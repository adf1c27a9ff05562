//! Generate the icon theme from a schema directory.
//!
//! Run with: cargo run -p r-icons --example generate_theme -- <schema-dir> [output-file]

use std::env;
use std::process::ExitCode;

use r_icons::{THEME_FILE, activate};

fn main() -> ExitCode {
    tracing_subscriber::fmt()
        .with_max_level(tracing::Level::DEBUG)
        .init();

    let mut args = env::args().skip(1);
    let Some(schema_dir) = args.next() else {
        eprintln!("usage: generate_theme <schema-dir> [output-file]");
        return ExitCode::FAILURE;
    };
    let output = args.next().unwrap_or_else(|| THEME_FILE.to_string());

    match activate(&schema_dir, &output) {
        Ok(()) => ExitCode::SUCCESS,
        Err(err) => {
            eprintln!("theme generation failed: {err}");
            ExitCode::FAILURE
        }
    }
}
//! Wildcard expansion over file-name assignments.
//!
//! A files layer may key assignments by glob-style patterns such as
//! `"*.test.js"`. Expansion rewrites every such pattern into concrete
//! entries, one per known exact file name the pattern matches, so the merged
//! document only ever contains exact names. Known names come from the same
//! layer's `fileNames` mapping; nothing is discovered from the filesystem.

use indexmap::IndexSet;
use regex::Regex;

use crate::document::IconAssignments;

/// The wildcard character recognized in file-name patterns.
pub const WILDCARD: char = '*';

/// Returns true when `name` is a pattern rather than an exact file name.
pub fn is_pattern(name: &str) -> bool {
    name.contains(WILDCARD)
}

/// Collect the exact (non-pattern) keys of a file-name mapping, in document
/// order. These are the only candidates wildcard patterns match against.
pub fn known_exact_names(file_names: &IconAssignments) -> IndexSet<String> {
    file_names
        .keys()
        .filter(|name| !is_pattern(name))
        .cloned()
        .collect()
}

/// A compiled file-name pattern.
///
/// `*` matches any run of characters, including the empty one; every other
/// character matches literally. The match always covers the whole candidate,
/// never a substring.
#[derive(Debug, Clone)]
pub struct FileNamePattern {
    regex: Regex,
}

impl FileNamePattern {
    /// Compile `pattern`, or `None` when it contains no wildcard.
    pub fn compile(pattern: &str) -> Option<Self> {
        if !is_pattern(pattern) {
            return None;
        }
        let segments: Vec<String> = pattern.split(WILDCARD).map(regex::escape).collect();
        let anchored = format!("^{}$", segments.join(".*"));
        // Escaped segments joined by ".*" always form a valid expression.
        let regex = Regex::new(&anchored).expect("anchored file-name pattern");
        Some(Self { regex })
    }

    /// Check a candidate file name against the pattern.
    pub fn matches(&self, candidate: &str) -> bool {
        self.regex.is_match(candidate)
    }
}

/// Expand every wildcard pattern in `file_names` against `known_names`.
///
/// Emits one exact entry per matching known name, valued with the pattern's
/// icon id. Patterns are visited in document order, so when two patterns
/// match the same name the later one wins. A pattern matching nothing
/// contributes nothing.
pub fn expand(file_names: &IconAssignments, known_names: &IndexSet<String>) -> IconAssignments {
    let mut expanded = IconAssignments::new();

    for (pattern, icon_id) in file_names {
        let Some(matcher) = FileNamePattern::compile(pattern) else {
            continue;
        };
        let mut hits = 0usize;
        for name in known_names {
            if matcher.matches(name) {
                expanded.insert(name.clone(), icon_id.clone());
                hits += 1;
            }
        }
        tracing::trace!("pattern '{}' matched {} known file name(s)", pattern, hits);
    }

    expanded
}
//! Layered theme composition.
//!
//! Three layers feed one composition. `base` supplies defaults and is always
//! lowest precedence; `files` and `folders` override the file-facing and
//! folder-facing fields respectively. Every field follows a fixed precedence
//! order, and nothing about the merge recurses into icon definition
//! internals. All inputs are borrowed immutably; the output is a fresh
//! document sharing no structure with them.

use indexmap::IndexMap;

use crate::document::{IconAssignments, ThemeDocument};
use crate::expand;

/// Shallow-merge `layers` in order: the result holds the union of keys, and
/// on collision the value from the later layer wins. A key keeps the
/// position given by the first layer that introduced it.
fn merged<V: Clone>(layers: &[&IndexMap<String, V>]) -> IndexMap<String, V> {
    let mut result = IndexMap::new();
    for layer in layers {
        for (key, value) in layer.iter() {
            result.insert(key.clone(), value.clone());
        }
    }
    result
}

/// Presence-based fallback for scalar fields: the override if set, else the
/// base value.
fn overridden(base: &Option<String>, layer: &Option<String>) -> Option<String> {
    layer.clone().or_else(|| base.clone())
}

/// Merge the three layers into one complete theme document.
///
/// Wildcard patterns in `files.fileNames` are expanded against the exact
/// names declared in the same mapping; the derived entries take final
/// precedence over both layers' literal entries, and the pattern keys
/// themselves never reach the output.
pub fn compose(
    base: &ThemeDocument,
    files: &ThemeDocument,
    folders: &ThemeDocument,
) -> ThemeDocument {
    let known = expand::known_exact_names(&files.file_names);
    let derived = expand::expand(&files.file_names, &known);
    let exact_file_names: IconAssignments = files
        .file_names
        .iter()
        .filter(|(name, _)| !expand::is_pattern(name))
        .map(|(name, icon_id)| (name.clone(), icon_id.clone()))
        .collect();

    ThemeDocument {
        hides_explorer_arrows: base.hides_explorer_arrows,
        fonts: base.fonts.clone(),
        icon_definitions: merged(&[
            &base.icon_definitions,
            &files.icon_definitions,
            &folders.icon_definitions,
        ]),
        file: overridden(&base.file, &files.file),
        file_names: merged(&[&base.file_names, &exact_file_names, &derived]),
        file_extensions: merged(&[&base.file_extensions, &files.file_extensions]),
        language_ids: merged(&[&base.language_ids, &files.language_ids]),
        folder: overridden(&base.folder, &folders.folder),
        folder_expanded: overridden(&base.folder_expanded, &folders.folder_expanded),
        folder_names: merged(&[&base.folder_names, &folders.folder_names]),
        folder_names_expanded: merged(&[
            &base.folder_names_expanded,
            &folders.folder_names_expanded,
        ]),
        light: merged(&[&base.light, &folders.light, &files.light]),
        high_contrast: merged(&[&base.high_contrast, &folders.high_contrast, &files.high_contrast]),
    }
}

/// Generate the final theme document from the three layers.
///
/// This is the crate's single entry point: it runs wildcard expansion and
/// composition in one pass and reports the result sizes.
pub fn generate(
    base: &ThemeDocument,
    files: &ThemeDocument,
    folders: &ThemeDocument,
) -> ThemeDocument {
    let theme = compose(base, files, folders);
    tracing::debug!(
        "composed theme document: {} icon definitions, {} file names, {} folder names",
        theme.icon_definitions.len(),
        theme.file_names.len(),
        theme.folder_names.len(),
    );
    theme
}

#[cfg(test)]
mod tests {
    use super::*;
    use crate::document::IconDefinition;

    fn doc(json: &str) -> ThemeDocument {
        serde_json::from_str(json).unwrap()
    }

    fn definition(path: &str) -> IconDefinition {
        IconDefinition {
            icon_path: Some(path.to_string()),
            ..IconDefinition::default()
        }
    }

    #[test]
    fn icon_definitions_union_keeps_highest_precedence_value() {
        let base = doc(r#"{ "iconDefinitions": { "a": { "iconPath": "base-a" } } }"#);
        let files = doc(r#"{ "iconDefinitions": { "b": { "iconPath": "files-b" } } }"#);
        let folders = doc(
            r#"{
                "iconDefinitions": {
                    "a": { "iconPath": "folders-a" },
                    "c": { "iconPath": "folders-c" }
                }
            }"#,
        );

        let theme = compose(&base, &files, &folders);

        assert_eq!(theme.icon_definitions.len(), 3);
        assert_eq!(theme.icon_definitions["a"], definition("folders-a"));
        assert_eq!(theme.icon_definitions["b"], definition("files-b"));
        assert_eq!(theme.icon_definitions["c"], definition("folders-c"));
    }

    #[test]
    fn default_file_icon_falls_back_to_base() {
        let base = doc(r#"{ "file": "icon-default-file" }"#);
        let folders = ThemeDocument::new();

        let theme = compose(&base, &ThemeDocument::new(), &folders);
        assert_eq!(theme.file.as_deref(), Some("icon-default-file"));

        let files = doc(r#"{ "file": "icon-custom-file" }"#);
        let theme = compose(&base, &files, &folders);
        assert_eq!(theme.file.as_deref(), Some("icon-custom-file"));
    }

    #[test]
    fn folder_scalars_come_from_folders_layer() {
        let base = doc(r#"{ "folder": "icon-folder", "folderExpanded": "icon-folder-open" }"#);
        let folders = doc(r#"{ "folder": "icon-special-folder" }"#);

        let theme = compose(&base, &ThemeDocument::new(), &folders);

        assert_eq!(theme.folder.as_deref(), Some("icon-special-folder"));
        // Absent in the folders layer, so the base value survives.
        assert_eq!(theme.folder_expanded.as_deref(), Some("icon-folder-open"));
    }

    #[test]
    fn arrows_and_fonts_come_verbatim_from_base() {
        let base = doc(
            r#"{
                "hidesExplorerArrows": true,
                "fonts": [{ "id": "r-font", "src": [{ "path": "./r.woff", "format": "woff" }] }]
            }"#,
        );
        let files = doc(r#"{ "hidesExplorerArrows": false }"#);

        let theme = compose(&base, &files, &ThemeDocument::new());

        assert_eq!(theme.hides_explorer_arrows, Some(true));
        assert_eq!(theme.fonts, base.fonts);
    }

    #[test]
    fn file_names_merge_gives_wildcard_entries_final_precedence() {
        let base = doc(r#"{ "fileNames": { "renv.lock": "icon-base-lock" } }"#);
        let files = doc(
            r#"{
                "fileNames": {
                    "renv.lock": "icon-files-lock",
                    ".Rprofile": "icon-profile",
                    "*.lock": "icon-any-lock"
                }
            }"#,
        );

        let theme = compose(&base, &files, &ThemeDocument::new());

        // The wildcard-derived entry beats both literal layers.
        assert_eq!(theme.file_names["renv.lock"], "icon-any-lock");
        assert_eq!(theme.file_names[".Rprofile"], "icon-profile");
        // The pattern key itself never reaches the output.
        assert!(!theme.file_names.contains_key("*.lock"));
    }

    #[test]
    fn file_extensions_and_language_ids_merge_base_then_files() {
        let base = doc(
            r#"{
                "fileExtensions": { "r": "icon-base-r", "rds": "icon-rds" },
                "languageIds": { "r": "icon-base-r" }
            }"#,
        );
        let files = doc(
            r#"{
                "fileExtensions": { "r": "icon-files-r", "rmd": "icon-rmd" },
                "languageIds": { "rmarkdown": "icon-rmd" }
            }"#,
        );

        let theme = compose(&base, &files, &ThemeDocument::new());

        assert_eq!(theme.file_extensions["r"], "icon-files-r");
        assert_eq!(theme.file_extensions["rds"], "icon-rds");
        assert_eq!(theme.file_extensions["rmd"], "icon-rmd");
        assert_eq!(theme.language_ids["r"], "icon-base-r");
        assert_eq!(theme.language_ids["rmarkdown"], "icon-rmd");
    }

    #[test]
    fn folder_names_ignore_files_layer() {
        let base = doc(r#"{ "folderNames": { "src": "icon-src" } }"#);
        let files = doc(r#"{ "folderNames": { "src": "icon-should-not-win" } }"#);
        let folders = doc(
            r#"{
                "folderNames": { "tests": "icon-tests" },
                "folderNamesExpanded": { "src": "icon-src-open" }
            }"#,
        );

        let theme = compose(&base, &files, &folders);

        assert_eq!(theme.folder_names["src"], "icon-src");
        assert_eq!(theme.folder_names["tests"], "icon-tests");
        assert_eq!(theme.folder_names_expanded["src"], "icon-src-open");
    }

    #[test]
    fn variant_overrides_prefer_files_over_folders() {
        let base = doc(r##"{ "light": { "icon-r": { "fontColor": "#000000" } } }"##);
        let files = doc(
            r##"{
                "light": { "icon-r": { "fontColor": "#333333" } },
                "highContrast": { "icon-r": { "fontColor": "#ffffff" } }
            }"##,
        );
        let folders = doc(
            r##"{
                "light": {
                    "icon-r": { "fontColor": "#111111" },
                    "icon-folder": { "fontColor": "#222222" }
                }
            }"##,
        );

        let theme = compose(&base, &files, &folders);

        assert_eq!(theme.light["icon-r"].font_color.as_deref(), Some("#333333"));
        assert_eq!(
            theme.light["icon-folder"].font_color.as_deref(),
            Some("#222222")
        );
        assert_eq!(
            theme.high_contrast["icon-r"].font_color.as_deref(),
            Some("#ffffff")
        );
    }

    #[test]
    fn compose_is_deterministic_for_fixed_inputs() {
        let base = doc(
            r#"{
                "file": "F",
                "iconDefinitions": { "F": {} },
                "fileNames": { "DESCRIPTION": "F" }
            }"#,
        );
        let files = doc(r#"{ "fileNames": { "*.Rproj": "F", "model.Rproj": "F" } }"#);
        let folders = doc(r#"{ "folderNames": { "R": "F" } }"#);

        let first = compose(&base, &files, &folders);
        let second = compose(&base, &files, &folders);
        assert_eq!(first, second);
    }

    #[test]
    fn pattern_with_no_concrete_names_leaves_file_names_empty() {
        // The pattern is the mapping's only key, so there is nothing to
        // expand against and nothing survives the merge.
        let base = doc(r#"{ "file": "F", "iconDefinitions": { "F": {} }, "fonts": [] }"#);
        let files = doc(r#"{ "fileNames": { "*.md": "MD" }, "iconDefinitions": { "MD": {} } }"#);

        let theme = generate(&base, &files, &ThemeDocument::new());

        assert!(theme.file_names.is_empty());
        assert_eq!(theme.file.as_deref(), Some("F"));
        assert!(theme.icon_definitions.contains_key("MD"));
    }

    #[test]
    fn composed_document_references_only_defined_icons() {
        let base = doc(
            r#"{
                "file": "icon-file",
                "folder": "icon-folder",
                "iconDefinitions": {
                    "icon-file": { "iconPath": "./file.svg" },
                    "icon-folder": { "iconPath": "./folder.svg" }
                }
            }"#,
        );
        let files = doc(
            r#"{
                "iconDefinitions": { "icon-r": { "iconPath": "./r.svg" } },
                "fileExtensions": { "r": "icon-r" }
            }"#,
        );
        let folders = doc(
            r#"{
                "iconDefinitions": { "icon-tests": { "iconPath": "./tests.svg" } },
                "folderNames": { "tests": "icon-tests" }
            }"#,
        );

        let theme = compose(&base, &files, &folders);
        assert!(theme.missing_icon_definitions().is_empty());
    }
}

▸ Work item
Will you return exactly the lines above from the one with "patterns match against." down to the one with "a valid expression.", counting both as part of the range?

▸ Response to this task
/// order. These are the only candidates wildcard patterns match against.
pub fn known_exact_names(file_names: &IconAssignments) -> IndexSet<String> {
    file_names
        .keys()
        .filter(|name| !is_pattern(name))
        .cloned()
        .collect()
}

/// A compiled file-name pattern.
///
/// `*` matches any run of characters, including the empty one; every other
/// character matches literally. The match always covers the whole candidate,
/// never a substring.
#[derive(Debug, Clone)]
pub struct FileNamePattern {
    regex: Regex,
}

impl FileNamePattern {
    /// Compile `pattern`, or `None` when it contains no wildcard.
    pub fn compile(pattern: &str) -> Option<Self> {
        if !is_pattern(pattern) {
            return None;
        }
        let segments: Vec<String> = pattern.split(WILDCARD).map(regex::escape).collect();
        let anchored = format!("^{}$", segments.join(".*"));
        // Escaped segments joined by ".*" always form a valid expression.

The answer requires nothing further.